#### Problem requirements:
Using the entries that follow, state how many lines contain the word "colour". The response is that number and nothing more.

BEGIN Working data

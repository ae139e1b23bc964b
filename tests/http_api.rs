use async_trait::async_trait;
use futures::StreamExt;
use serde_json::{json, Value};
use std::net::SocketAddr;
use std::sync::atomic::{AtomicUsize, Ordering};
use std::sync::Arc;
use std::time::Duration;

use docent::db;
use docent::embedding::{BatchEmbedder, EmbedMode, EmbeddingProvider};
use docent::error::Result;
use docent::generation::{Generator, TokenStream};
use docent::index::MemoryIndex;
use docent::ingest::IngestionPipeline;
use docent::migrate;
use docent::models::Assistant;
use docent::query::{QueryEngine, NO_CONTENT_RESPONSE};
use docent::server::{self, AppState};
use docent::store::{SqliteStore, Store};
use docent::transport::{read_event_stream, StreamEvent, EVENT_STREAM_MIME};

const MAX_UPLOAD: usize = 2 * 1024 * 1024;

/// Letter-frequency vectors: texts sharing letters score close together.
struct LetterEmbeddings;

#[async_trait]
impl EmbeddingProvider for LetterEmbeddings {
    fn model_name(&self) -> &str {
        "letters"
    }

    async fn embed_batch(&self, texts: &[String], _mode: EmbedMode) -> Result<Vec<Vec<f32>>> {
        Ok(texts
            .iter()
            .map(|text| {
                let mut v = vec![0.0f32; 27];
                for c in text.to_ascii_lowercase().chars() {
                    match c {
                        'a'..='z' => v[(c as u8 - b'a') as usize] += 1.0,
                        _ => v[26] += 0.1,
                    }
                }
                v
            })
            .collect())
    }
}

struct CannedGenerator {
    fragments: Vec<&'static str>,
    calls: AtomicUsize,
}

#[async_trait]
impl Generator for CannedGenerator {
    async fn complete(&self, _prompt: &str) -> Result<String> {
        self.calls.fetch_add(1, Ordering::SeqCst);
        Ok(self.fragments.concat())
    }

    async fn stream(&self, _prompt: &str) -> Result<TokenStream> {
        self.calls.fetch_add(1, Ordering::SeqCst);
        let items: Vec<Result<String>> = self.fragments.iter().map(|f| Ok(f.to_string())).collect();
        Ok(Box::pin(futures::stream::iter(items)))
    }
}

struct TestServer {
    addr: SocketAddr,
    client: reqwest::Client,
    generator: Arc<CannedGenerator>,
}

impl TestServer {
    fn url(&self, path: &str) -> String {
        format!("http://{}{}", self.addr, path)
    }

    async fn post(&self, path: &str, body: Value) -> (u16, Value) {
        let response = self.client.post(self.url(path)).json(&body).send().await.unwrap();
        let status = response.status().as_u16();
        (status, response.json().await.unwrap())
    }

    async fn get(&self, path: &str) -> (u16, Value) {
        let response = self.client.get(self.url(path)).send().await.unwrap();
        let status = response.status().as_u16();
        (status, response.json().await.unwrap())
    }

    async fn upload_sky(&self) {
        let (status, body) = self
            .post(
                "/api/upload/text",
                json!({ "text": "The sky is blue.", "assistantId": "general" }),
            )
            .await;
        assert_eq!(status, 200, "{}", body);
    }
}

async fn start_server() -> TestServer {
    let pool = db::connect_in_memory().await.unwrap();
    migrate::run_migrations(&pool).await.unwrap();
    let store: Arc<dyn Store> = Arc::new(SqliteStore::new(pool));
    store
        .upsert_assistant(&Assistant {
            id: "general".into(),
            name: "General Assistant".into(),
            description: "General knowledge".into(),
            system_prompt: "You are a helpful assistant.".into(),
            created_at: 1,
        })
        .await
        .unwrap();

    let embedder = Arc::new(
        BatchEmbedder::new(Arc::new(LetterEmbeddings)).with_batch_delay(Duration::ZERO),
    );
    let index = Arc::new(MemoryIndex::new());
    let generator = Arc::new(CannedGenerator {
        fragments: vec!["The sky", " is", " blue."],
        calls: AtomicUsize::new(0),
    });

    let pipeline = Arc::new(IngestionPipeline::new(
        store.clone(),
        embedder.clone(),
        index.clone(),
        Default::default(),
    ));
    let engine = Arc::new(QueryEngine::new(
        store.clone(),
        embedder,
        index,
        generator.clone(),
    ));
    let state = AppState::new(store, pipeline, engine, reqwest::Client::new(), MAX_UPLOAD);

    let listener = tokio::net::TcpListener::bind("127.0.0.1:0").await.unwrap();
    let addr = listener.local_addr().unwrap();
    tokio::spawn(server::serve(listener, state));

    TestServer {
        addr,
        client: reqwest::Client::new(),
        generator,
    }
}

#[tokio::test]
async fn test_health() {
    let server = start_server().await;
    let (status, body) = server.get("/health").await;
    assert_eq!(status, 200);
    assert_eq!(body["status"], "ok");
    assert_eq!(body["version"], env!("CARGO_PKG_VERSION"));
}

#[tokio::test]
async fn test_text_upload_creates_completed_document() {
    let server = start_server().await;
    let (status, body) = server
        .post(
            "/api/upload/text",
            json!({ "text": "The sky is blue.", "assistantId": "general" }),
        )
        .await;
    assert_eq!(status, 200, "{}", body);
    assert_eq!(body["success"], true);
    assert_eq!(body["chunksCreated"], 1);
    assert_eq!(body["message"], "Text processed successfully: 1 chunks created");

    let (_, listing) = server.get("/api/assistants/general/documents").await;
    let docs = listing["documents"].as_array().unwrap();
    assert_eq!(docs.len(), 1);
    assert_eq!(docs[0]["fileName"], "pasted-text");
    assert_eq!(docs[0]["sourceKind"], "text");
    assert_eq!(docs[0]["status"], "completed");
    assert_eq!(docs[0]["chunks"], 1);
    assert!(docs[0].get("originalText").is_none());

    let (_, assistants) = server.get("/api/assistants").await;
    let general = &assistants["assistants"][0];
    assert_eq!(general["id"], "general");
    assert_eq!(general["documentCount"], 1);
    assert_eq!(general["documents"][0]["id"], body["documentId"]);
}

#[tokio::test]
async fn test_text_upload_with_source_url_is_website() {
    let server = start_server().await;
    let (status, _) = server
        .post(
            "/api/upload/text",
            json!({
                "text": "Clipped article text.",
                "assistantId": "general",
                "fileName": "clip",
                "sourceUrl": "https://example.com/a",
            }),
        )
        .await;
    assert_eq!(status, 200);
    let (_, listing) = server.get("/api/assistants/general/documents").await;
    assert_eq!(listing["documents"][0]["sourceKind"], "website");
    assert_eq!(listing["documents"][0]["sourceUrl"], "https://example.com/a");
}

#[tokio::test]
async fn test_upload_validation_errors() {
    let server = start_server().await;

    let (status, body) = server
        .post("/api/upload/text", json!({ "text": "hello" }))
        .await;
    assert_eq!(status, 400);
    assert_eq!(body["error"]["code"], "bad_request");

    let (status, body) = server
        .post(
            "/api/upload/text",
            json!({ "text": "hello", "assistantId": "nobody" }),
        )
        .await;
    assert_eq!(status, 400);
    assert_eq!(body["error"]["code"], "not_found");

    let response = server
        .client
        .post(server.url("/api/upload/text"))
        .header("content-type", "application/json")
        .body("{not json")
        .send()
        .await
        .unwrap();
    assert_eq!(response.status().as_u16(), 400);
}

#[tokio::test]
async fn test_oversized_pdf_rejected_without_document() {
    let server = start_server().await;
    let mut bytes = b"%PDF-1.4\n".to_vec();
    bytes.resize(3 * 1024 * 1024, b' ');

    let form = reqwest::multipart::Form::new()
        .text("assistantId", "general")
        .part(
            "file",
            reqwest::multipart::Part::bytes(bytes)
                .file_name("big.pdf")
                .mime_str("application/pdf")
                .unwrap(),
        );
    let response = server
        .client
        .post(server.url("/api/upload/document"))
        .multipart(form)
        .send()
        .await
        .unwrap();
    assert_eq!(response.status().as_u16(), 400);
    let body: Value = response.json().await.unwrap();
    assert_eq!(body["error"]["code"], "bad_request");

    let (_, listing) = server.get("/api/assistants/general/documents").await;
    assert!(listing["documents"].as_array().unwrap().is_empty());
}

#[tokio::test]
async fn test_non_pdf_upload_rejected() {
    let server = start_server().await;
    let form = reqwest::multipart::Form::new()
        .text("assistantId", "general")
        .part(
            "file",
            reqwest::multipart::Part::bytes(b"just text".to_vec())
                .file_name("notes.txt")
                .mime_str("text/plain")
                .unwrap(),
        );
    let response = server
        .client
        .post(server.url("/api/upload/document"))
        .multipart(form)
        .send()
        .await
        .unwrap();
    assert_eq!(response.status().as_u16(), 400);

    let (_, listing) = server.get("/api/assistants/general/documents").await;
    assert!(listing["documents"].as_array().unwrap().is_empty());
}

#[tokio::test]
async fn test_website_with_malformed_url_rejected() {
    let server = start_server().await;
    let (status, body) = server
        .post(
            "/api/upload/website",
            json!({ "url": "not a url", "assistantId": "general" }),
        )
        .await;
    assert_eq!(status, 400);
    assert_eq!(body["error"]["code"], "bad_request");
}

#[tokio::test]
async fn test_chat_without_documents_falls_back() {
    let server = start_server().await;
    let (status, body) = server
        .post(
            "/api/chat",
            json!({ "message": "What colour is the sky?", "assistantId": "general" }),
        )
        .await;
    assert_eq!(status, 200);
    assert_eq!(body["response"], NO_CONTENT_RESPONSE);
    assert!(body["retrievedPassages"].as_array().unwrap().is_empty());
    assert_eq!(server.generator.calls.load(Ordering::SeqCst), 0);
}

#[tokio::test]
async fn test_chat_answers_and_persists_in_session() {
    let server = start_server().await;
    server.upload_sky().await;

    let (status, session) = server
        .post("/api/session", json!({ "assistantId": "general" }))
        .await;
    assert_eq!(status, 200);
    let session_id = session["sessionId"].as_str().unwrap().to_string();
    assert!(session_id.starts_with("session_"));

    let (status, body) = server
        .post(
            "/api/chat",
            json!({
                "message": "What colour is the sky?",
                "assistantId": "general",
                "sessionId": session_id,
            }),
        )
        .await;
    assert_eq!(status, 200, "{}", body);
    assert_eq!(body["response"], "The sky is blue.");
    assert_eq!(body["sessionId"], session_id.as_str());
    let passages = body["retrievedPassages"].as_array().unwrap();
    assert_eq!(passages.len(), 1);
    assert_eq!(passages[0]["content"], "The sky is blue.");

    let (_, messages) = server
        .get(&format!("/api/sessions/{}/messages", session_id))
        .await;
    let messages = messages["messages"].as_array().unwrap();
    assert_eq!(messages.len(), 2);
    assert_eq!(messages[0]["role"], "user");
    assert_eq!(messages[1]["role"], "assistant");
    assert_eq!(messages[1]["retrievedPassages"][0]["content"], "The sky is blue.");

    let (_, chats) = server.get("/api/assistants/general/chats").await;
    assert_eq!(chats["chats"][0]["title"], "What colour is the sky?");
}

#[tokio::test]
async fn test_unknown_ids_are_client_errors() {
    let server = start_server().await;
    let (status, body) = server.get("/api/sessions/session_missing/messages").await;
    assert_eq!(status, 400);
    assert_eq!(body["error"]["code"], "not_found");

    let (status, _) = server.get("/api/assistants/nobody/documents").await;
    assert_eq!(status, 400);

    let (status, _) = server
        .post("/api/session", json!({ "assistantId": "nobody" }))
        .await;
    assert_eq!(status, 400);
}

async fn stream_events(server: &TestServer, body: Value) -> Vec<StreamEvent> {
    let response = server
        .client
        .post(server.url("/api/chat/stream"))
        .json(&body)
        .send()
        .await
        .unwrap();
    assert_eq!(response.status().as_u16(), 200);
    let content_type = response.headers()["content-type"].to_str().unwrap().to_string();
    assert!(content_type.starts_with(EVENT_STREAM_MIME));
    read_event_stream(response)
        .map(|event| event.unwrap())
        .collect()
        .await
}

#[tokio::test]
async fn test_stream_matches_chat_response() {
    let server = start_server().await;
    server.upload_sky().await;

    let events = stream_events(
        &server,
        json!({ "message": "What colour is the sky?", "assistantId": "general" }),
    )
    .await;

    assert_eq!(events.last(), Some(&StreamEvent::Done));
    let text: String = events
        .iter()
        .filter_map(|e| match e {
            StreamEvent::Fragment { content, .. } => Some(content.as_str()),
            _ => None,
        })
        .collect();
    assert_eq!(text, "The sky is blue.");
    match &events[0] {
        StreamEvent::Fragment {
            retrieved_passages, ..
        } => assert_eq!(retrieved_passages[0].content, "The sky is blue."),
        other => panic!("expected a fragment, got {:?}", other),
    }
}

#[tokio::test]
async fn test_stream_failure_is_terminal_event() {
    let server = start_server().await;
    let events = stream_events(
        &server,
        json!({ "message": "Anyone there?", "assistantId": "nobody" }),
    )
    .await;
    assert_eq!(events.len(), 1);
    match &events[0] {
        StreamEvent::Error { error } => assert!(error.contains("not found")),
        other => panic!("expected an error event, got {:?}", other),
    }
}

#[tokio::test]
async fn test_stream_rejects_missing_message_before_streaming() {
    let server = start_server().await;
    let (status, body) = server
        .post("/api/chat/stream", json!({ "assistantId": "general" }))
        .await;
    assert_eq!(status, 400);
    assert_eq!(body["error"]["code"], "bad_request");
}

END Working data

#### Reply to the exercise:
4